Certamente!

Paulo Querido. Na Internet desde 1989

21 de maio de 2006

O "mercado" (I)

Segundo alguns acérrimos optimistas, existirá em Portugal um mercado de habitação. Assim sendo, o Estado não terá nada que se interpôr entre a oferta e a procura.

O lado dos optimistas é claro. E é errado. Porque eles vêm uma (e como tal operam simbolicamente numa) miragem: não existe mercado de habitação algum.

Um mercado define-se pela existência de uma dinâmica entre quem quer e quem tem. Segundo a teoria, comprovada na prática quando o mercado efectivamente ocorre, se há muita procura de um bem o seu preço aumenta, sucedendo a inversa, ou seja, baixando o preço quando a procura é pouca.

A procura de casas para venda (concentremo-nos nesta) baixou em Lisboa há alguns anos e desde então só se ouvem queixas dos proprietários; mas não se assistiu a nenhuma mudança nos preços, o que só pode indicar uma de duas causas.
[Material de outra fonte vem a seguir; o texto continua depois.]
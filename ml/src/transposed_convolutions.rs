//! Transposed convolutions (also wrongly called deconvolution layers)
//! are learnable upsampling maps. A strided transposed convolution is a
//! full convolution over the input with zeros inserted between its elements.
//! More can be read here:
//! - https://datascience.stackexchange.com/questions/6107/what-are-deconvolutional-layers
//! - https://theano-pymc.readthedocs.io/en/latest/tutorial/conv_arithmetic.html
use crate::{
    convolutions::{convolve, ConvMode},
    errors::LayerResult,
    FeatureBatch, ImagePrecision,
};
use ndarray::*;

/// Inserts `stride - 1` zeros between neighbouring elements of every plane.
///
/// A plane of size (m, n) becomes ((m - 1) * s0 + 1, (n - 1) * s1 + 1), i.e.
/// the trailing zeros of a Kronecker expansion with an impulse are clipped.
pub fn stride_upsample<'a, V>(data: V, stride: (usize, usize)) -> FeatureBatch
where
    V: AsArray<'a, ImagePrecision, Ix4>,
{
    let data: ArrayView4<ImagePrecision> = data.into();
    let (n, c, h, w) = data.dim();
    if stride == (1, 1) {
        return data.to_owned();
    }

    let mut upsampled = Array4::zeros((
        n,
        c,
        upsampled_len(h, stride.0),
        upsampled_len(w, stride.1),
    ));
    upsampled
        .slice_mut(s![.., .., ..;stride.0, ..;stride.1])
        .assign(&data);
    upsampled
}

fn upsampled_len(len: usize, stride: usize) -> usize {
    if len == 0 {
        0
    } else {
        (len - 1) * stride + 1
    }
}

/// Performs a transposed convolution on the input batch. This upsamples the
/// planes to (H - 1) * stride + HH.
pub fn transposed_convolve<'a, 'b, V, T>(
    data: V,
    kernel: T,
    stride: (usize, usize),
) -> LayerResult<FeatureBatch>
where
    V: AsArray<'a, ImagePrecision, Ix4>,
    T: AsArray<'b, ImagePrecision, Ix4>,
{
    convolve(&stride_upsample(data, stride), kernel, ConvMode::Full, (1, 1))
}

#[cfg(test)]
mod tests {
    use super::*;

    #[test]
    fn test_stride_upsample() {
        let data = Array::from_shape_vec((1, 1, 2, 2), vec![1., 2., 3., 4.]).unwrap();
        let upsampled = stride_upsample(&data, (2, 2));
        let expected = Array::from_shape_vec(
            (1, 1, 3, 3),
            vec![1., 0., 2., 0., 0., 0., 3., 0., 4.],
        )
        .unwrap();
        assert_eq!(upsampled, expected);
    }

    #[test]
    fn test_stride_upsample_shapes() {
        let data = Array4::<f32>::ones((2, 3, 3, 8));
        assert_eq!(stride_upsample(&data, (3, 3)).dim(), (2, 3, 7, 22));
        assert_eq!(stride_upsample(&data, (1, 2)).dim(), (2, 3, 3, 15));
        assert_eq!(stride_upsample(&data, (1, 1)), data);
        // zeros only add, never remove mass
        assert_eq!(stride_upsample(&data, (3, 2)).sum(), data.sum());
    }

    #[test]
    fn test_2d_conv_t() {
        let test_img = Array::from_shape_vec((1, 1, 2, 2), vec![55.0, 52.0, 57.0, 50.0]).unwrap();
        let kernel = Array::from_shape_vec((1, 1, 2, 2), vec![1., 2., 3., 4.]).unwrap();

        let convolved_image = transposed_convolve(&test_img, &kernel, (1, 1)).unwrap();
        let output = Array::from_shape_vec(
            (1, 1, 3, 3),
            vec![55.0, 162.0, 104.0, 222.0, 540.0, 308.0, 171.0, 378.0, 200.0],
        )
        .unwrap();
        assert_eq!(convolved_image, output);
    }

    #[test]
    fn test_strided_conv_t_shape() {
        let codes = Array4::<f32>::zeros((4, 6, 8, 8));
        let kernel = Array4::<f32>::zeros((1, 6, 7, 7));
        let decoded = transposed_convolve(&codes, &kernel, (3, 3)).unwrap();
        assert_eq!(decoded.dim(), (4, 1, 28, 28));
    }
}
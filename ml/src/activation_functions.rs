//! This module provides the nonlinearities of the convolutional layers,
//! namely relu, tanh and the logistic sigmoid, together with their
//! derivatives.
//!
//! All activation functions are exposed as free functions over arrays of any
//! dimension as well as through the [`Activation`] enum the layers store.
use ndarray::*;
use serde_derive::{Deserialize, Serialize};
use std::{fmt::Display, str::FromStr};

use crate::{errors::LayerError, ImagePrecision};

/// Relu implementation
pub fn relu<D: Dimension>(data: &Array<ImagePrecision, D>) -> Array<ImagePrecision, D> {
    data.mapv(|x| if x > 0. { x } else { 0. })
}

/// Logistic sigmoid 1 / (1 + exp(-x))
pub fn sigmoid<D: Dimension>(data: &Array<ImagePrecision, D>) -> Array<ImagePrecision, D> {
    data.mapv(|x| 1. / (1. + (-x).exp()))
}

/// Squared hyperbolic secant, the derivative of tanh.
pub fn sech2<D: Dimension>(data: &Array<ImagePrecision, D>) -> Array<ImagePrecision, D> {
    data.mapv(|x| (1. / x.cosh()).powi(2))
}

/// Nonlinearity applied after the convolution of a layer.
#[derive(Debug, Clone, Copy, PartialEq, Eq, Serialize, Deserialize)]
#[serde(rename_all = "lowercase")]
pub enum Activation {
    Relu,
    Tanh,
    Sigmoid,
}

impl Activation {
    /// Applies the nonlinearity to the pre-activation sum.
    pub fn activate<D: Dimension>(
        &self,
        pre_activation: &Array<ImagePrecision, D>,
    ) -> Array<ImagePrecision, D> {
        match self {
            Activation::Relu => relu(pre_activation),
            Activation::Tanh => pre_activation.mapv(|x| x.tanh()),
            Activation::Sigmoid => sigmoid(pre_activation),
        }
    }

    /// Derivative of the nonlinearity, evaluated at the pre-activation sum.
    /// The relu derivative at 0 is taken as 0.
    pub fn derivative<D: Dimension>(
        &self,
        pre_activation: &Array<ImagePrecision, D>,
    ) -> Array<ImagePrecision, D> {
        match self {
            Activation::Relu => pre_activation.mapv(|x| if x > 0. { 1. } else { 0. }),
            Activation::Tanh => sech2(pre_activation),
            Activation::Sigmoid => sigmoid(pre_activation).mapv(|s| s * (1. - s)),
        }
    }
}

impl Default for Activation {
    fn default() -> Self {
        Activation::Relu
    }
}

impl FromStr for Activation {
    type Err = LayerError;

    fn from_str(s: &str) -> Result<Self, Self::Err> {
        match s.to_ascii_lowercase().as_str() {
            "relu" => Ok(Activation::Relu),
            "tanh" => Ok(Activation::Tanh),
            "sigmoid" => Ok(Activation::Sigmoid),
            other => Err(LayerError::InvalidParameter(format!(
                "unknown activation '{}', expected relu, tanh or sigmoid",
                other
            ))),
        }
    }
}

impl Display for Activation {
    fn fmt(&self, f: &mut std::fmt::Formatter<'_>) -> std::fmt::Result {
        let name = match self {
            Activation::Relu => "relu",
            Activation::Tanh => "tanh",
            Activation::Sigmoid => "sigmoid",
        };
        write!(f, "{}", name)
    }
}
Ou os senhorios, seus representantes e toda a gente envolvida mente despudoradamente (teoria da conspiração), ou não há mercado de imobiliário para habitação algum (teoria cientificamente comprovável).

O que se passa no mercado imobiliário passa-se noutros sectores da actividade financeira portuguesa: ou o Estado intervem, seja pela via legislativa seja injectando dinheiro fresco, ou o mercado definha.

Deve ser por causa disso que todos prometem diminuir o peso do Estado e uma vez com o poder de o fazer desistem.